Jornal Estado de Minas

SÃO PAULO

Milhares de brasileiros vão às ruas contra Bolsonaro

Dezenas de milhares de pessoas tomaram as ruas de várias capitais brasileiras neste sábado (19) para protestar contra o presidente Jair Bolsonaro por sua gestão da pandemia, que já deixou mais de meio milhão de mortos no país.



Em mais de 20 capitais houve protestos, entre elas Rio de Janeiro, Brasília, Recife e São Paulo, onde, apesar do frio, a multidão encheu 10 quarteirões da Avenida Paulista.

"Temos mais de 2 mil mortos por dia. Perdemos mais de 500 mil pessoas por causa de uma doença para a qual existe vacina. Queria estar em casa, mas cabe a nós sair às ruas para deter esse projeto político que é a destruição do Brasil. Bolsonaro, ouça o povo", disse a estudante Tita Couto, 21, que participou com amigos da manifestação em São Paulo.
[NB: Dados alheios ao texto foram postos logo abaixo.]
// Test doubles shared by the unit tests

use crate::change_monitor::ChangeSource;
use crate::command::{CommandExecutor, CommandOutput, CommandRequest};
use crate::interface::InterfaceProbe;
use crate::scheduler::Shutdown;
use crate::types::{AdapterKind, InterfaceSnapshot};
use crate::vpn::VpnProbe;
use anyhow::Result;
use std::net::{IpAddr, Ipv4Addr};
use std::sync::atomic::{AtomicUsize, Ordering};
use std::sync::Mutex;
use std::time::Duration;
use tokio::sync::{mpsc, Notify};

type Responder = Box<dyn Fn(&CommandRequest) -> CommandOutput + Send + Sync>;

/// Records every request and answers with a canned response
pub struct FakeExecutor {
    calls: Mutex<Vec<CommandRequest>>,
    responder: Responder,
    delay: Duration,
}

impl FakeExecutor {
    pub fn new() -> Self {
        Self::with_responder(|_| CommandOutput::ok(""))
    }

    pub fn failing() -> Self {
        Self::with_responder(|_| CommandOutput {
            success: false,
            stdout: String::new(),
            stderr: "Access is denied.".to_string(),
            exit_code: Some(1),
        })
    }

    pub fn with_responder<F>(responder: F) -> Self
    where
        F: Fn(&CommandRequest) -> CommandOutput + Send + Sync + 'static,
    {
        Self {
            calls: Mutex::new(Vec::new()),
            responder: Box::new(responder),
            delay: Duration::ZERO,
        }
    }

    /// Make every call take this long
    pub fn with_delay(mut self, delay: Duration) -> Self {
        self.delay = delay;
        self
    }

    pub fn calls(&self) -> Vec<CommandRequest> {
        self.calls.lock().unwrap().clone()
    }

    pub fn call_count(&self) -> usize {
        self.calls.lock().unwrap().len()
    }

    /// Decoded bodies of every PowerShell script run so far
    pub fn scripts(&self) -> Vec<String> {
        self.calls()
            .iter()
            .filter_map(|c| c.decoded_script())
            .collect()
    }
}

impl CommandExecutor for FakeExecutor {
    async fn run(&self, request: CommandRequest) -> CommandOutput {
        let output = (self.responder)(&request);
        self.calls.lock().unwrap().push(request);
        if !self.delay.is_zero() {
            tokio::time::sleep(self.delay).await;
        }
        output
    }
}

/// Serves a fixed interface list
pub struct FakeInterfaces {
    interfaces: Mutex<Vec<InterfaceSnapshot>>,
    delay: Duration,
    queries: AtomicUsize,
}

impl FakeInterfaces {
    pub fn new(interfaces: Vec<InterfaceSnapshot>) -> Self {
        Self {
            interfaces: Mutex::new(interfaces),
            delay: Duration::ZERO,
            queries: AtomicUsize::new(0),
        }
    }

    pub fn with_delay(mut self, delay: Duration) -> Self {
        self.delay = delay;
        self
    }

    pub fn set(&self, interfaces: Vec<InterfaceSnapshot>) {
        *self.interfaces.lock().unwrap() = interfaces;
    }

    pub fn queries(&self) -> usize {
        self.queries.load(Ordering::SeqCst)
    }
}

impl InterfaceProbe for FakeInterfaces {
    async fn interfaces(&self) -> Result<Vec<InterfaceSnapshot>> {
        self.queries.fetch_add(1, Ordering::SeqCst);
        if !self.delay.is_zero() {
            tokio::time::sleep(self.delay).await;
        }
        Ok(self.interfaces.lock().unwrap().clone())
    }
}

/// Scriptable process list and VPN adapter state
#[derive(Default)]
pub struct FakeVpnProbe {
    processes: Mutex<Vec<String>>,
    link_up: Mutex<bool>,
    ipv4: Mutex<Option<Ipv4Addr>>,
    ip_samples: AtomicUsize,
}

impl FakeVpnProbe {
    pub fn new() -> Self {
        Self::default()
    }

    pub fn set_processes(&self, names: &[&str]) {
        *self.processes.lock().unwrap() = names.iter().map(|n| n.to_string()).collect();
    }

    pub fn set_link(&self, up: bool, ipv4: Option<Ipv4Addr>) {
        *self.link_up.lock().unwrap() = up;
        *self.ipv4.lock().unwrap() = ipv4;
    }

    pub fn ip_samples(&self) -> usize {
        self.ip_samples.load(Ordering::SeqCst)
    }
}

impl VpnProbe for FakeVpnProbe {
    fn process_names(&self) -> Result<Vec<String>> {
        Ok(self.processes.lock().unwrap().clone())
    }

    fn link_up(&self, _adapter_match: &str) -> Result<bool> {
        Ok(*self.link_up.lock().unwrap())
    }

    fn adapter_ipv4(&self, _adapter_match: &str) -> Result<Option<Ipv4Addr>> {
        self.ip_samples.fetch_add(1, Ordering::SeqCst);
        Ok(*self.ipv4.lock().unwrap())
    }
}

/// Change source driven by the test through [`FakeChanges::notify`]
#[derive(Default)]
pub struct FakeChanges {
    notify: Notify,
    fail: bool,
}

impl FakeChanges {
    pub fn new() -> Self {
        Self::default()
    }

    /// A source whose subscription can never be registered
    pub fn failing() -> Self {
        Self {
            notify: Notify::new(),
            fail: true,
        }
    }

    pub fn notify(&self) {
        self.notify.notify_one();
    }
}

impl ChangeSource for FakeChanges {
    async fn watch(&self, tx: mpsc::Sender<()>, mut shutdown: Shutdown) -> Result<()> {
        anyhow::ensure!(!self.fail, "Access denied registering for change events");
        loop {
            tokio::select! {
                _ = shutdown.fired() => return Ok(()),
                _ = self.notify.notified() => {
                    if tx.send(()).await.is_err() {
                        return Ok(());
                    }
                }
            }
        }
    }
}

/// Up, gateway-bearing physical adapter
pub fn physical(name: &str, kind: AdapterKind, speed: u64, dns: &[&str]) -> InterfaceSnapshot {
    InterfaceSnapshot {
        name: name.to_string(),
        description: format!("{} adapter", name),
        is_up: true,
        kind,
        link_speed: speed,
        has_gateway: true,
        dns_servers: dns.iter().map(|d| d.parse::<IpAddr>().unwrap()).collect(),
    }
}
Muitos manifestantes exibiam cartazes com o número 500.000, referindo-se aos mortos por causa da doença. "Fora Bolsonaro!", "Fora genocida!", "Governo da fome e do desemprego", "Vacina já!" e "Vacina no braço e comida no prato" foram palavras de ordem que se repetiram nas manifestações.

A lentidão da campanha de vacinação também mobilizou as pessoas. "É muito frustrante", disse Felipe Rocha, 34, que terá que aguardar mais um mês para receber a primeira dose.

No fim da tarde, a temperatura caiu e começou a chuviscar em São Paulo, mas a multidão cresceu. Torcedores de Corinthians e Palmeiras marcaram presença, agitando bandeiras "pela democracia".



Mais cedo, no Rio de Janeiro, milhares de pessoas se reuniram no centro da cidade para repudiar a atuação de Bolsonaro. "A postura dele com relação à Covid e ao negacionismo é absurda. Ele já fugiu da realidade, do bom senso, não tem mais explicação. E tão surreal", comentou o fotógrafo Robert Almeida, 50.

Os atos foram convocados pelas frentes Brasil Popular e Povo sem Medo, formadas por dezenas de organizações sociais e sindicais, apoiadas por partidos e líderes políticos, entre eles o ex-presidente Luiz Inácio Lula da Silva (2003-2010), que não participou da manifestação.

Lula lamentou hoje no Twitter o número de óbitos pela Covid. "Quinhentos mil mortos por uma doença que já tem vacina, em um país que já foi referência mundial em vacinação. Isso tem nome e é genocídio."

O Brasil é o segundo país no ranking de mortalidade da pandemia.